L’agroalimentare: scelta di passione e riscoperta di un mondo
Sollecitate a spiegare i motivi dell’interesse verso il settore agroalimentare, imprenditrici e donne hanno fornito risposte non sempre univoche. Per chi già conduce un’azienda prevalgono la passione (47% vs. il 17% delle donne) e le buone opportunità economiche (40% vs. 18%), oltre alla riscoperta di un mondo insieme antico e moderno (27% per entrambe le categorie). La motivazione preferita dalle donne coinvolte nella survey è la vita sana (53% vs. il 7% delle imprenditrici). Seguono la voglia di natura (30% vs. 20%) e il desiderio di ritrovare ritmi ormai dimenticati (21% vs. 7%). Le donne più delle imprenditrici vedono nell’agroalimentare anche grandi potenzialità di innovazione (13% vs. 7%).
I fattori-chiave: tenacia, competenza e capacità organizzativa
Quali abilità occorrono per svolgere con efficacia la propria attività? Le imprenditrici mettono ai primi tre posti la tenacia (60%), ancora una volta l’essere innamorate del proprio lavoro (53%) e un mix di competenza, organizzazione e gratificazione nell’essere autonome (27%). Le donne mettono al primo posto competenza e formazione (41%), capacità organizzative (40%) e tenacia, anche di fronte alle difficoltà (36%).

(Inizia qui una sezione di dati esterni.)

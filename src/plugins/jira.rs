//! Jira plugin steps.

use crate::core::{SecretStore, Settings};
use crate::engine::{step, StepOutcome, WorkflowContext, WorkflowResult};
use crate::integrations::Issue;
use crate::plugins::{failure, Plugin, StepDescriptor, UI_NOT_AVAILABLE};

const TRACKER_NOT_AVAILABLE: &str = "Jira client is not available in the workflow context.";
const DEFAULT_LIMIT: usize = 20;

/// Issue search and lookup.
pub struct JiraPlugin;

impl Plugin for JiraPlugin {
    fn name(&self) -> &str {
        "jira"
    }

    fn description(&self) -> &str {
        "Jira issue search and lookup"
    }

    fn is_available(&self, settings: &Settings, _secrets: &SecretStore) -> bool {
        settings.plugin_str("jira", "base_url").is_some()
    }

    fn steps(&self) -> Vec<StepDescriptor> {
        vec![
            StepDescriptor::new("search_issues", "Search issues with JQL", || {
                step("search_issues", search_issues)
            }),
            StepDescriptor::new("select_issue", "Pick one of the found issues", || {
                step("select_issue", select_issue)
            }),
            StepDescriptor::new("get_issue", "Fetch a single issue", || {
                step("get_issue", get_issue)
            }),
        ]
    }
}

/// Run `jira_jql`, keeping at most `jira_limit` issues in `jira_issues`.
pub fn search_issues(ctx: &mut WorkflowContext) -> StepOutcome {
    let Some(tracker) = ctx.issues() else {
        return Ok(WorkflowResult::error(TRACKER_NOT_AVAILABLE));
    };
    let Some(jql) = ctx.get_str("jira_jql") else {
        return Ok(WorkflowResult::error("JQL query is required (jira_jql)"));
    };
    let limit = ctx
        .get("jira_limit")
        .and_then(serde_json::Value::as_u64)
        .map_or(DEFAULT_LIMIT, |n| n as usize);

    let issues = match tracker.search(jql, limit) {
        Ok(issues) => issues,
        Err(e) => return Ok(failure("Failed to search issues", e)),
    };

    if let Some(ui) = ctx.ui() {
        for issue in &issues {
            ui.body(&issue.choice_label());
        }
    }

    Ok(WorkflowResult::success(format!("Found {} issue(s)", issues.len()))
        .with_metadata("jira_issues", serde_json::to_value(&issues)?))
}

/// Let the user pick one of `jira_issues`.
///
/// Outputs `jira_issue_key` and `selected_issue`.
pub fn select_issue(ctx: &mut WorkflowContext) -> StepOutcome {
    let issues: Vec<Issue> = ctx.get_as("jira_issues")?.unwrap_or_default();
    if issues.is_empty() {
        return Ok(WorkflowResult::error("No issues found. Run a search first."));
    }

    let Some(ui) = ctx.ui() else {
        return Ok(WorkflowResult::error(UI_NOT_AVAILABLE));
    };

    let labels: Vec<String> = issues.iter().map(Issue::choice_label).collect();
    let Some(index) = ui.ask_choice("Select an issue:", &labels)? else {
        return Ok(WorkflowResult::error("No issue selected"));
    };
    let Some(issue) = issues.into_iter().nth(index) else {
        return Ok(WorkflowResult::error(format!("Invalid selection: {}", index + 1)));
    };

    Ok(WorkflowResult::success(format!("Selected {}", issue.key))
        .with_metadata("jira_issue_key", issue.key.clone())
        .with_metadata("selected_issue", serde_json::to_value(&issue)?))
}

/// Fetch `jira_issue_key` into `jira_issue`.
pub fn get_issue(ctx: &mut WorkflowContext) -> StepOutcome {
    let Some(tracker) = ctx.issues() else {
        return Ok(WorkflowResult::error(TRACKER_NOT_AVAILABLE));
    };
    let Some(key) = ctx.get_str("jira_issue_key") else {
        return Ok(WorkflowResult::error("Issue key is required (jira_issue_key)"));
    };

    match tracker.get_issue(key) {
        Ok(issue) => Ok(WorkflowResult::success(format!("{}: {}", issue.key, issue.summary))
            .with_metadata("jira_issue", serde_json::to_value(&issue)?)),
        Err(e) => Ok(failure(&format!("Failed to get issue {key}"), e)),
    }
}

I trend più in voga: attenzione al cibo, e-commerce, km 0 e agriturismi
Altri insight interessanti emersi dalla survey sono quelli riguardanti le tendenze che stanno caratterizzando il mondo agroalimentare. Secondo sia le imprenditrici che le donne, spiccano su tutte l’attenzione al cibo, le nuove forme di vendita, come quelle che puntano sull’online o sui prodotti a km 0 e la formula dell’agriturismo. Assai meno trendy risultano l’informazione sul settore e la presenza di cultura e arte nell’ambito food. “Pollice verso” nelle risposte delle donne anche per il rilancio di specie antiche e trascurate, così come per l’investimento nella ricerca volta a migliorare le tecniche di allevamento e agricole, tendenze queste che, anche se riscontrano meno interesse sui media, risultano significativamente importanti per le imprenditrici. La ricerca è frutto di due indagini quantitative – la prima all’interno di un campione nazionale di 1000 donne di età compresa tra i 18 e i 65 anni, la seconda su tutto il territorio italiano tra 19 imprenditrici del settore agroalimentare e una foodblogger e un’indagine desk basata su dati Fao 2016, Eurostat, CREA, Istat e Unioncamere. Tutte sono state realizzate a ottobre 2018.